Secondo Faassen, le alternative che «rendono più difficile l’esistenza di tecnologie e processi inquinanti “vecchi” e collaudati, [creeranno] spazio per l’emergere di nuovi processi più adatti allo scopo».
Per ottenere una maggiore diffusione delle proteine alternative, spiega il report, è necessario che queste siano all’altezza del sapore e della consistenza di quelle animali. Ma, aggiungono gli autori, le proteine di origine vegetale, un settore valutato circa 30 miliardi di dollari l’anno, sono già tecnologicamente molto avanzate.
Lenton ritiene che questo mandato risieda in parte nelle mani dei governi. In Paesi come il Regno Unito, ha spiegato, i politici «in linea generale non penserebbero neanche lontanamente di dire alla gente cosa può o non può mangiare». Ma non è una causa persa, ha aggiunto, poiché le scuole si stanno orientando in modo proattivo verso alimenti a base vegetale.
«Possiamo dimostrare con prove evidenti in ambito sanitario che mangiare meno carne rossa è meglio per la salute, per non parlare del pianeta», ha dichiarato Lenton.
Eppure, come per l’idrogeno, il mercato della “finta carne” è ancora agli inizi.
«La sfida principale è rappresentata dalla generale imprevedibilità delle innovazioni che questi “punti di super leva” dovrebbero apportare», ha affermato Faassen. «Il problema di un cambiamento dirompente è che, per sua natura, è molto difficile da… pianificare».
Il punto di “extra super leva”
Lenton, che si definisce «un misto tra ottimista e pragmatico», si è detto positivo sulla transizione alle rinnovabili, dal momento che le fonti di energia a bassa emissione di carbonio hanno iniziato a chiudere le centrali a combustibili fossili prima ancora del loro termine di vita.
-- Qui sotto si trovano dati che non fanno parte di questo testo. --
//! Plot template engine
//!
//! Structure:
//! - `template.rs`: declarative template model and the startup template table
//! - `engine.rs`: role resolution, categorical bucketing, chart assembly

pub mod engine;
pub mod template;

// Re-exports for convenience
pub use engine::{category_codes, render, selectable_columns, Bindings, Chart, ResolvedGlyph};
pub use template::{ColumnKind, FigureConfig, GlyphTemplate, PlotTemplate, RoleSpec, TemplateTable};
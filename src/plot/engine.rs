//! Template rendering engine
//!
//! Resolves a template's glyph roles against a batch's columns and produces
//! a `Chart`: the figure configuration plus one resolved glyph per template
//! glyph whose essential roles could be bound. The chart references batch
//! columns by name and carries any synthetic columns produced by
//! categorical bucketing; the widget toolkit paints it.

use std::collections::BTreeMap;
use std::sync::Arc;

use serde_json::Value;

use crate::batch::{Column, RecordBatch};

use super::template::{ColumnKind, FigureConfig, GlyphTemplate, PlotTemplate};

/// Role name to bound column name, as chosen in the page's selectors
pub type Bindings = BTreeMap<String, String>;

/// Prefix for synthetic columns written by categorical bucketing
const SYNTHETIC_PREFIX: &str = "__";

/// A glyph with every bound role resolved to a column reference
#[derive(Debug, Clone, PartialEq)]
pub struct ResolvedGlyph {
    pub kind: String,
    /// Static options, effective where no binding overrides them
    pub kwargs: serde_json::Map<String, Value>,
    /// Kwarg name to column name (batch column or synthetic)
    pub bindings: Vec<(String, String)>,
}

/// A fully resolved chart ready for a toolkit to paint
#[derive(Debug, Clone)]
pub struct Chart {
    pub template_name: String,
    pub figure: FigureConfig,
    /// The batch the glyph bindings refer to
    pub batch: Arc<RecordBatch>,
    /// Bucketed category values, keyed by `__{role}`
    pub synthetic: BTreeMap<String, Vec<Value>>,
    pub glyphs: Vec<ResolvedGlyph>,
}

/// Columns of a batch a role of the given kind can bind, in schema order
pub fn selectable_columns(batch: &RecordBatch, kind: ColumnKind) -> Vec<String> {
    batch
        .columns()
        .filter(|(_, column)| kind.matches(column))
        .map(|(name, _)| name.to_string())
        .collect()
}

/// Render a template against a batch with the page's current bindings
///
/// Glyphs resolve independently: one glyph with an unbound essential role
/// is omitted while the others still render. Re-applying the same bindings
/// to another chunk of the same source re-renders without re-prompting.
pub fn render(template: &PlotTemplate, batch: &Arc<RecordBatch>, bindings: &Bindings) -> Chart {
    let mut synthetic = BTreeMap::new();
    let glyphs = template
        .glyphs
        .iter()
        .filter_map(|glyph| resolve_glyph(glyph, batch, bindings, &mut synthetic))
        .collect();

    Chart {
        template_name: template.name.clone(),
        figure: template.figure.clone(),
        batch: batch.clone(),
        synthetic,
        glyphs,
    }
}

/// Resolve one glyph, or `None` when an essential role has no valid binding
fn resolve_glyph(
    glyph: &GlyphTemplate,
    batch: &RecordBatch,
    bindings: &Bindings,
    synthetic: &mut BTreeMap<String, Vec<Value>>,
) -> Option<ResolvedGlyph> {
    let mut resolved = Vec::new();
    let mut bucketed = Vec::new();

    for (role, spec) in &glyph.selector_options {
        let chosen = bindings
            .get(role)
            .filter(|name| !name.is_empty() && *name != "None");
        let column = chosen.and_then(|name| {
            batch
                .column(name)
                .filter(|c| spec.supports.matches(c))
                .map(|c| (name.as_str(), c))
        });

        let (name, column) = match column {
            Some(found) => found,
            None => {
                if glyph.role_is_essential(spec) {
                    return None;
                }
                continue;
            }
        };

        match (&spec.catagories, column) {
            (Some(cats), Column::Scalar(values)) if !cats.is_empty() => {
                let codes = category_codes(values, cats.len());
                let synth_name = format!("{}{}", SYNTHETIC_PREFIX, role);
                let cat_values = codes
                    .iter()
                    .map(|&code| cats[code.min(cats.len() - 1)].clone())
                    .collect();
                bucketed.push((synth_name.clone(), cat_values));
                resolved.push((spec.kwarg.clone(), synth_name));
            }
            _ => resolved.push((spec.kwarg.clone(), name.to_string())),
        }
    }

    synthetic.extend(bucketed);
    Some(ResolvedGlyph {
        kind: glyph.kind.clone(),
        kwargs: glyph.kwargs.clone(),
        bindings: resolved,
    })
}

/// Bucket codes for a scalar column against `k` category slots
///
/// With at most `k` distinct values, each distinct value gets its own slot
/// in first-seen order. With more, values fall into `k` quantile bins;
/// duplicate bin boundaries collapse, which can reduce the effective bin
/// count below `k`.
pub fn category_codes(values: &[f64], k: usize) -> Vec<usize> {
    if k == 0 || values.is_empty() {
        return vec![0; values.len()];
    }

    let mut distinct: Vec<u64> = Vec::new();
    for v in values {
        let bits = normal_bits(*v);
        if !distinct.contains(&bits) {
            distinct.push(bits);
        }
        if distinct.len() > k {
            return quantile_codes(values, k);
        }
    }

    values
        .iter()
        .map(|v| {
            let bits = normal_bits(*v);
            distinct.iter().position(|d| *d == bits).unwrap_or(0)
        })
        .collect()
}

/// Bit pattern with negative zero folded onto zero
fn normal_bits(v: f64) -> u64 {
    if v == 0.0 {
        0.0f64.to_bits()
    } else {
        v.to_bits()
    }
}

fn quantile_codes(values: &[f64], k: usize) -> Vec<usize> {
    let mut sorted = values.to_vec();
    sorted.sort_by(f64::total_cmp);

    let mut edges: Vec<f64> = (1..k)
        .map(|i| quantile(&sorted, i as f64 / k as f64))
        .collect();
    edges.dedup_by(|a, b| a == b);

    // Right-closed bins: a value equal to an edge lands in the lower bin
    values
        .iter()
        .map(|v| edges.partition_point(|edge| edge < v))
        .collect()
}

/// Linear-interpolation quantile over a sorted slice
fn quantile(sorted: &[f64], q: f64) -> f64 {
    let n = sorted.len();
    if n == 1 {
        return sorted[0];
    }
    let pos = q * (n - 1) as f64;
    let lo = pos.floor() as usize;
    let hi = pos.ceil() as usize;
    let frac = pos - lo as f64;
    sorted[lo] + (sorted[hi] - sorted[lo]) * frac
}
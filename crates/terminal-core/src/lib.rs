//! Terminal Core
//!
//! Shared domain types and the abstract broker/terminal interface consumed by
//! the risk-protection engine. Concrete terminal adapters (live broker
//! connections) implement the [`Terminal`] trait; an in-memory fake is
//! provided for tests and simulations.

pub mod error;
pub mod terminal;
pub mod types;

pub use error::{Error, Result};
pub use terminal::{MemoryTerminal, Terminal};
/// Pearson correlation of two equal-length series. `None` when either series
/// is degenerate (fewer than two points or zero variance).
fn pearson(a: &[Decimal], b: &[Decimal]) -> Option<f64> {
    let n = a.len().min(b.len());
    if n < 2 {
        return None;
    }
    let xs: Vec<f64> = a[..n].iter().filter_map(|d| d.to_f64()).collect();
    let ys: Vec<f64> = b[..n].iter().filter_map(|d| d.to_f64()).collect();
    if xs.len() != n || ys.len() != n {
        return None;
    }

    let mean_x = xs.iter().sum::<f64>() / n as f64;
    let mean_y = ys.iter().sum::<f64>() / n as f64;

    let mut covariance = 0.0;
    let mut var_x = 0.0;
    let mut var_y = 0.0;
    for (x, y) in xs.iter().zip(&ys) {
        let dx = x - mean_x;
        let dy = y - mean_y;
        covariance += dx * dy;
        var_x += dx * dx;
        var_y += dy * dy;
    }

    let denominator = (var_x * var_y).sqrt();
    if denominator == 0.0 {
        None
    } else {
        Some(covariance / denominator)
    }
}
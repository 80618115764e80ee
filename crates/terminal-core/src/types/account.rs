//! Account snapshot type.

use chrono::{DateTime, Utc};
use rust_decimal::Decimal;
use serde::{Deserialize, Serialize};

/// Point-in-time view of the trading account.
///
/// Produced fresh by the terminal on every poll cycle and folded into the
/// engine's rolling state. Immutable once captured.
#[derive(Debug, Clone, PartialEq, Serialize, Deserialize)]
pub struct AccountSnapshot {
    /// Realized account balance.
    pub balance: Decimal,
    /// Balance plus floating profit across open positions.
    pub equity: Decimal,
    /// Margin currently committed to open positions.
    pub margin: Decimal,
    /// Margin still available for new positions.
    pub free_margin: Decimal,
    /// Account leverage (e.g. 100 for 1:100).
    pub leverage: u32,
    /// Floating profit across open positions.
    pub profit: Decimal,
    /// When the terminal captured this snapshot.
    pub captured_at: DateTime<Utc>,
}

impl AccountSnapshot {
    /// Snapshot of a flat account, equity equal to balance.
    pub fn flat(balance: Decimal, captured_at: DateTime<Utc>) -> Self {
        Self {
            balance,
            equity: balance,
            margin: Decimal::ZERO,
            free_margin: balance,
            leverage: 100,
            profit: Decimal::ZERO,
            captured_at,
        }
    }
}

#[cfg(test)]
mod tests {
    use super::*;

    #[test]
    fn test_flat_snapshot() {
        let now = Utc::now();
        let snapshot = AccountSnapshot::flat(Decimal::new(10_000, 0), now);
        assert_eq!(snapshot.balance, snapshot.equity);
        assert_eq!(snapshot.profit, Decimal::ZERO);
        assert_eq!(snapshot.captured_at, now);
    }

    #[test]
    fn test_snapshot_serde_round_trip() {
        let snapshot = AccountSnapshot::flat(Decimal::new(5_000, 0), Utc::now());
        let json = serde_json::to_string(&snapshot).unwrap();
        let back: AccountSnapshot = serde_json::from_str(&json).unwrap();
        assert_eq!(back, snapshot);
    }
}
Secondo uno studio pubblicato a gennaio dal gruppo di ricerca Ember, ad esempio, nel 2022 l’eolico e il solare hanno rappresentato un quinto dell’elettricità dell’Unione Europea, superando per la prima volta il gas.
Lenton ha affermato che il collaboratore dello studio Simon Sharpe, del gruppo Climate Champions, ha descritto l’opzione della leva dell’energia pulita «come Sisifo che nella mitologia greca deve spingere il masso su per la collina. Quando si cerca di cambiare una fonte di energia, bisogna spingere il masso su per il pendio, ma a un certo punto si arriva in cima alla collina e il masso inizia a rotolare giù dall’altro lato in questo nuovo mondo di energia rinnovabile».
Successivamente, con la riduzione dei costi, si rafforzano gli incentivi per un’ulteriore elettrificazione da fonti rinnovabili.
Un’idea semplice. Lenton ha dichiarato che il denaro pubblico per i sussidi all’estrazione dei combustibili fossili e i crediti d’imposta potrebbero essere spostati «in modo più deciso» verso le energie rinnovabili.
«Forse, è questo il punto di “extra super leva”» spiega Lenton, «[ovvero di] movimenti di capitali privati e pubblici per spingere la transizione alle rinnovabili sempre più rapidamente».
«Il cambiamento sarà confuso e caotico», ha detto Faassen, «e sicuramente non lo faremo nella maniera corretta. Eppure, questo non significa che sia impossibile e che non avverrà».
Immagine di apertura: Un orso polare sulla banchisa, di Hans-Jurgen Mager via Unsplash.